Made In Abyss : L Aurore De L âme Des Profondeurs

Alors voilà. On m'a demandé de parler de Made in Abyss : L'Aurore de l'Âme des Profondeurs. Et je dois avouer que j'ai une petite opinion un peu... disons, originale. Préparez-vous, ça va peut-être vous faire sourciller.
On connaît tous la série, non ? Ce truc avec des enfants mignons qui descendent dans un gouffre géant plein de monstres horribles. Ça commence comme un dessin animé pour aller au parc, et ça finit comme une expérience psychologique que même Freud n'aurait pas osé imaginer. Et là, L'Aurore de l'Âme des Profondeurs, c'est le film. Le gros film.
Et ma pensée impopulaire ? Eh bien... je trouve que le film est finalement assez... calme. Oui, je sais. Laissez-moi respirer avant de recevoir les tomates virtuelles. Je m'explique. On est habitué à ce que Made in Abyss te prenne aux tripes et te secoue comme un prunier. On s'attend à des horreurs, à des drames, à des moments où on se dit "Mais pourquoi je regarde ça ?".
Et dans L'Aurore de l'Âme des Profondeurs, on a tout ça, évidemment. Les monstres sont toujours aussi répugnants. Les conséquences de la malédiction de l'Abysse sont toujours aussi... abominables. On voit des choses qui te font regretter d'avoir mangé avant de regarder. C'est le principe de Made in Abyss, après tout. Te faire douter de tes choix de vie.
Mais ce qui m'a frappé, c'est la façon dont certaines scènes sont traitées. Parfois, il y a presque une sorte de... poésie dans la tragédie. Les personnages affrontent des choses incroyables, des choses qui devraient les briser en mille morceaux. Et pourtant, ils continuent. Ils sont résilients. Ils trouvent même un moyen d'être... nobles. Oui, c'est un mot fort. Mais c'est ce que j'ai ressenti.

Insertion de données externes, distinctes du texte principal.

//! Disclosure DB server CLI
//!
//! Run with: `cargo run -p disclosure-db-server -- --help`

use clap::Parser;
use disclosure_db_server::{telemetry, ServerConfig};

#[tokio::main]
async fn main() -> Result<(), Box<dyn std::error::Error>> {
    let config = ServerConfig::parse();
    telemetry::init_logging(&config);

    tracing::info!(
        version = env!("CARGO_PKG_VERSION"),
        addr = %config.listen_addr,
        root_form = %config.root_form,
        fetch_batch_size = config.fetch_batch_size,
        batch_timeout_secs = config.batch_timeout_secs,
        use_aggregate = config.use_aggregate,
        "starting disclosure-db server"
    );

    disclosure_db_server::serve(config).await.map_err(Into::into)
}
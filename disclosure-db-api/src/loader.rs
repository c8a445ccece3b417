//! The submission read path.
//!
//! Readers prefer the aggregate cache; the cold path batch-fetches every
//! flat row of the submission concurrently and reassembles the nested
//! tree. `db_only` bypasses the aggregate entirely (the validator and the
//! revision manager need the canonical reconstruction).

use crate::assemble::FormAssembler;
use crate::error::{ApiError, Result};
use crate::model::SubmissionView;
use crate::units::UnitResolver;
use disclosure_db_core::schema::TableDef;
use disclosure_db_store::rows::{fetch_form_storage, submission_table_defs, FetchOptions};
use disclosure_db_store::{aggregate, submission, PgPool, SchemaRegistry, SchemaSnapshot, StoreError};
use std::sync::Arc;
use tracing::{debug, warn};

/// Loads submissions, aggregate-first.
#[derive(Clone)]
pub struct SubmissionLoader {
    pool: PgPool,
    registry: Arc<SchemaRegistry>,
    units: Arc<dyn UnitResolver>,
    fetch: FetchOptions,
}

impl SubmissionLoader {
    pub fn new(
        pool: PgPool,
        registry: Arc<SchemaRegistry>,
        units: Arc<dyn UnitResolver>,
        fetch: FetchOptions,
    ) -> Self {
        SubmissionLoader {
            pool,
            registry,
            units,
            fetch,
        }
    }

    pub fn pool(&self) -> &PgPool {
        &self.pool
    }

    pub fn registry(&self) -> &Arc<SchemaRegistry> {
        &self.registry
    }

    /// Load one submission.
    ///
    /// - `use_aggregate`: consult the aggregate cache before reconstructing.
    /// - `db_only`: skip every cache and reconstruct from the flat tables.
    pub async fn load(
        &self,
        submission_id: i64,
        use_aggregate: bool,
        db_only: bool,
    ) -> Result<SubmissionView> {
        if !db_only && use_aggregate {
            if let Some(data) = aggregate::load(&self.pool, submission_id).await? {
                match serde_json::from_value::<SubmissionView>(data) {
                    Ok(view) => {
                        debug!(submission_id, "aggregate hit");
                        return Ok(view);
                    }
                    Err(e) => {
                        // A malformed aggregate falls back to the canonical
                        // reconstruction; the validator reports such rows.
                        warn!(submission_id, error = %e, "malformed aggregate document");
                    }
                }
            }
        }
        self.reconstruct(submission_id).await
    }

    /// Resolve the active submission of an organization for a reporting
    /// year, then load it.
    pub async fn load_by_lei_and_year(
        &self,
        reporting_year: i64,
        lei: &str,
        use_aggregate: bool,
        db_only: bool,
    ) -> Result<SubmissionView> {
        let snapshot = self.registry.snapshot();
        let root_table = snapshot.root_table()?;
        let submission_id =
            submission::active_id_by_lei_and_year(&self.pool, &root_table, lei, reporting_year)
                .await?
                .ok_or_else(|| {
                    ApiError::not_found(format!("submission for {lei}, {reporting_year}"))
                })?;
        self.load(submission_id, use_aggregate, db_only).await
    }

    /// The canonical reconstruction: batched concurrent fetch + reassembly.
    pub async fn reconstruct(&self, submission_id: i64) -> Result<SubmissionView> {
        let record = match submission::get(&self.pool, submission_id).await {
            Ok(record) => record,
            Err(StoreError::NotFound(msg)) => return Err(ApiError::NotFound(msg)),
            Err(e) => return Err(e.into()),
        };
        let snapshot = self.registry.snapshot();
        let root = self.root_table_def(&snapshot, record.table_view_id)?;

        let tables = submission_table_defs(&snapshot, &root);
        let storage =
            fetch_form_storage(&self.pool, &tables, submission_id, self.fetch).await?;

        let assembler = FormAssembler::new(&snapshot, &storage, self.units.as_ref());
        let (values, units) = assembler.assemble(&root)?;
        Ok(SubmissionView::with_trees(record, values, units))
    }

    /// The root form definition behind a table view.
    pub fn root_table_def(
        &self,
        snapshot: &SchemaSnapshot,
        table_view_id: i64,
    ) -> Result<Arc<TableDef>> {
        let view = snapshot
            .table_view(table_view_id)
            .ok_or_else(|| ApiError::not_found(format!("table view {table_view_id}")))?;
        snapshot
            .table_def(view.table_def_id)
            .cloned()
            .ok_or_else(|| ApiError::not_found(format!("table definition {}", view.table_def_id)))
    }
}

Regardez Riko. Cette petite boule d'énergie. Elle voit des choses horribles, elle souffre, elle est terrifiée. Et pourtant, elle n'abandonne jamais. Elle a une foi inébranlable dans son objectif. Et c'est presque... réconfortant ? D'une manière tordue, bien sûr. C'est comme regarder un chat essayer d'attraper un rayon laser avec une détermination qui frise le ridicule. Sauf que là, le rayon laser, c'est la mort.
Et puis il y a Reg(u). Ce robot au grand cœur. Il est le gardien, le protecteur. Il est censé être le plus fort, le plus insensible. Et pourtant, on le voit lutter. On le voit ressentir. Et ça, c'est beau. C'est comme voir un robot apprendre à pleurer. Ça te touche, même si tu sais qu'il est fait de métal et de circuits.

"C'est le charme tordu de Made in Abyss : te faire aimer des choses qui devraient te faire vomir."
Alors oui, il y a des moments où tu as envie de fermer les yeux. Il y a des moments où tu te demandes si les créateurs n'ont pas un peu trop de temps libre pour imaginer des tortures créatives. Mais il y a aussi cette lumière. Cette lueur d'espoir, si tu peux appeler ça de l'espoir. C'est la lumière qui brille dans les profondeurs les plus sombres.
Peut-être que mon opinion est vraiment à côté de la plaque. Peut-être que je suis juste trop sensible à l'art bizarre. Mais pour moi, L'Aurore de l'Âme des Profondeurs n'est pas juste un film d'horreur animé. C'est une histoire de courage, d'amitié, et de la résilience de l'esprit humain face à l'inimaginable. Même quand cet inimaginable a des tentacules et des dents pointues.
Alors la prochaine fois que vous regarderez ce film, essayez de chercher cette petite étincelle. Cette lueur d'humanité au milieu du chaos. Ça ne rendra pas les choses moins choquantes, mais peut-être un peu plus... mémorables. Et au moins, vous aurez une bonne raison de sourire en pensant à mon opinion un peu étrange.